Hayallerimiz kadar gerçekçiyiz!
Bilgelik yahut entelektüellik, gerçekle aranıza ”pragmatist gerekçeler” uydurup set çekmek değildir. Muktedir olanın nizamı ve gücüyle ”uzlaşma” da değildir. Aksi halde dini kendi ”üslubunca” eleştiren Nişanyan’ı ”özür diletmeye çalışan” Aysever‘in düştüğü duruma düşüp Turan Dursun’un kemiklerini sızlatırsınız. Distopik hayallerin peşinden ille de gitmek değildir aydının görevi. Değildir ama illa ki gündelik yaşama ilişkin ”net ve tutarlı” tavırlar koyabilmektir. Şeyleri ”adıyla çağırabilmek”, eğri olanı ”makuliyet” adına ”doğru göstermemek”, ”normal ve olması gereken” kadarını bile ”maksimalist” görmemektir. Olgular, insanlar ve topluma ”sarih” bir gözle bakarken bunu hemen daima ”mazlum/mağdur/zayıf” olanın lehine okuyabilmektir. Muhalif ”olan”ın devrimci, demokrat, eşitlikçi ve özgürlükçü ruhunu gözetebilen entelektüel, ”kendine sunulan” ile yetinmeyen, şartları zorlayan ve ”iktidar”a karşı uyanık olandır. Tüm bunları yapamıyorsanız -belki başka bir yazının konusu olacak- dün ”cumhuriyetin kazanımları” deyip resmi ideoloji batağına sürüklenen solun bir kısmının düştüğü tarihsel hataya düşer, ”AKP’nin kazanımları”yla tarih ve özgür vicdanlarda yargılanırsınız.

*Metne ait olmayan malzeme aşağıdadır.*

use serde_json::Value;

use super::status::map_native_status;
use crate::errors::ServiceError;
use crate::models::payment::PaymentStatus;

/// Fields the reconciler needs out of a gateway callback body.
#[derive(Debug, Clone, PartialEq)]
pub struct Notification {
    /// Our correlation id as echoed by the gateway
    pub correlation_id: Option<String>,
    /// The gateway's own id for the payment object
    pub gateway_id: Option<String>,
    /// Status word exactly as the gateway sent it
    pub native_status: Option<String>,
    /// Id of the money movement that settled the payment, if any
    pub transaction_id: Option<String>,
    pub payload: Value,
}

fn text(value: &Value, key: &str) -> Option<String> {
    value
        .get(key)
        .and_then(|v| match v {
            Value::String(s) => Some(s.trim().to_string()),
            Value::Number(n) => Some(n.to_string()),
            _ => None,
        })
        .filter(|s| !s.is_empty())
}

impl Notification {
    /// Reads a callback body. Only JSON objects are accepted.
    pub fn parse(body: &[u8]) -> Result<Self, ServiceError> {
        let payload: Value = serde_json::from_slice(body)
            .map_err(|e| ServiceError::BadRequest(format!("invalid callback body: {}", e)))?;
        Self::from_value(payload)
    }

    pub fn from_value(payload: Value) -> Result<Self, ServiceError> {
        if !payload.is_object() {
            return Err(ServiceError::BadRequest(
                "callback body must be a JSON object".to_string(),
            ));
        }

        // e-wallet callbacks nest the charge under `data`
        let nested = payload.get("data").filter(|d| d.is_object());
        let lookup = |key: &str| {
            text(&payload, key).or_else(|| nested.and_then(|data| text(data, key)))
        };

        let correlation_id = lookup("external_id").or_else(|| lookup("reference_id"));
        let gateway_id = lookup("id");

        let native_status = lookup("status").or_else(|| {
            // virtual-account payment callbacks carry no status at all
            let is_va_payment = text(&payload, "payment_id").is_some()
                && text(&payload, "callback_virtual_account_id").is_some();
            is_va_payment.then(|| "PAID".to_string())
        });

        let transaction_id = text(&payload, "payment_id").or_else(|| gateway_id.clone());

        Ok(Self {
            correlation_id,
            gateway_id,
            native_status,
            transaction_id,
            payload,
        })
    }

    pub fn mapped_status(&self) -> PaymentStatus {
        self.native_status
            .as_deref()
            .map_or(PaymentStatus::Pending, map_native_status)
    }
}

#[cfg(test)]
mod tests {
    use super::*;
    use serde_json::json;

    #[test]
    fn invoice_callback_uses_external_id() {
        let n = Notification::from_value(json!({
            "id": "inv_123",
            "external_id": "corr-1",
            "status": "PAID",
        }))
        .unwrap();
        assert_eq!(n.correlation_id.as_deref(), Some("corr-1"));
        assert_eq!(n.gateway_id.as_deref(), Some("inv_123"));
        assert_eq!(n.mapped_status(), PaymentStatus::Settlement);
        assert_eq!(n.transaction_id.as_deref(), Some("inv_123"));
    }

    #[test]
    fn ewallet_callback_is_read_from_data() {
        let n = Notification::from_value(json!({
            "event": "ewallet.capture",
            "data": {
                "id": "ewc_9",
                "reference_id": "corr-2",
                "status": "SUCCEEDED",
            }
        }))
        .unwrap();
        assert_eq!(n.correlation_id.as_deref(), Some("corr-2"));
        assert_eq!(n.gateway_id.as_deref(), Some("ewc_9"));
        assert_eq!(n.mapped_status(), PaymentStatus::Settlement);
    }

    #[test]
    fn virtual_account_payment_without_status_reads_as_paid() {
        let n = Notification::from_value(json!({
            "external_id": "corr-3",
            "payment_id": "va_pay_1",
            "callback_virtual_account_id": "cva_1",
            "amount": 90123,
        }))
        .unwrap();
        assert_eq!(n.native_status.as_deref(), Some("PAID"));
        assert_eq!(n.transaction_id.as_deref(), Some("va_pay_1"));
    }

    #[test]
    fn missing_status_is_pending() {
        let n = Notification::from_value(json!({"external_id": "corr-4"})).unwrap();
        assert_eq!(n.mapped_status(), PaymentStatus::Pending);
    }

    #[test]
    fn non_object_body_is_rejected() {
        assert!(Notification::parse(b"[1,2,3]").is_err());
        assert!(Notification::parse(b"not json").is_err());
    }
}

Not: Bu yazının yayımlandığı gün 38 gündür açlık grevinde olan 400 kadar Kürt tutsak var. En son BDP milletvekili Faysal Sarıyıldız süresiz ve dönüşümsüz greve başladı. Her ne kadar bu grevin toplumdaki vicdan tıkanıklığını açamayacağını düşünsem de özgürlük ve barış adına direnen tüm devrimci tutsakları selamlıyorum.